Assistant Professor, Department of History,

S.G.T.B. Khalsa College, University of Delhi, India

Click HERE for part 2 of this post 


This article explores the ‘community–state relationship’ during post-Akbar Mughal  rule, a largely marginalized arena in the existing historiography. Contrary to Akbar’s  religious–spiritual discourse with Jain ascetics, the second phase of Jain–Mughal  engagement under Jahangir and Shahjahan saw a materialistic engagement with the  Jain merchants who were slowly gaining eminence as the representatives of their  community in their interaction with Mughal royalty. However, Mughal policies of  social negotiations with the Jains more or less continued amidst minor hiccups, that  is, two banishment orders issued by Jahangir against the Jains. The situational context  and content of various farmans issued by Shahjahan, Murad Baksh and Aurangzeb as  well as imperial actions argue in favor of a basic continuation in the policies of the  Mughal state to negotiate social harmony and to expand its own social base. The  ideological underpinning of the Mughal emperors into their relations with the Jains  reflects the subtleties of the making of Mughal India necessary to understand the  complexities of the period under review. In the larger context, this fusion symbol ises the ethos of a composite culture as a routine matter of the medieval society  even under an autocratic rule. 

Keywords 

Mughals, Jains, community, ascetics, gacchas, Jauhari, farman 

Introduction 

In this article an attempt has been made to understand the existence of a religious  minority in a given plural society ruled by a monarchical dynasty belonging to another  religious group. To be more precise, how multi-cultural complexities of medieval India  were dealt with by the society and rulers as such is the main issue. An analysis of the  ideological underpinnings of the Mughal emperors into their relations with the Jains  would reflect the subtleties of the making of Mughal India. The relationship between  the merchant communities and the state should be taken beyond the technicalities of  economic considerations. Intentions of the monarchs and the state certainly had much  value for the material considerations.

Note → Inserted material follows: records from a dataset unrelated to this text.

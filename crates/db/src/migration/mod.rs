//! Database migrations.
//!
//! Migrations are managed using sea-orm-migration.

pub use sea_orm_migration::prelude::*;

mod m20260301_000001_ledger;

/// Migrator for running database migrations.
pub struct Migrator;

#[async_trait::async_trait]
impl MigratorTrait for Migrator {
    fn migrations() -> Vec<Box<dyn MigrationTrait>> {
        vec![Box::new(m20260301_000001_ledger::Migration)]
    }
}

At the same time, socio-economic realities and  cultural considerations also had their share in evolving inter-community relationships  in Mughal India. This was the reason that in the first half of the seventeenth century,  particularly under Jahangir, the Mughal attitude towards the Jains remained more or  less the same as under Akbar. The close connections of Jains with the ruling chiefs in  Rajasthan and vital influence of trading communities in Gujarat facilitated the quick  and smooth integration of the Jains in the Mughal administrative apparatus after these  chiefs entered in the service of the Mughals.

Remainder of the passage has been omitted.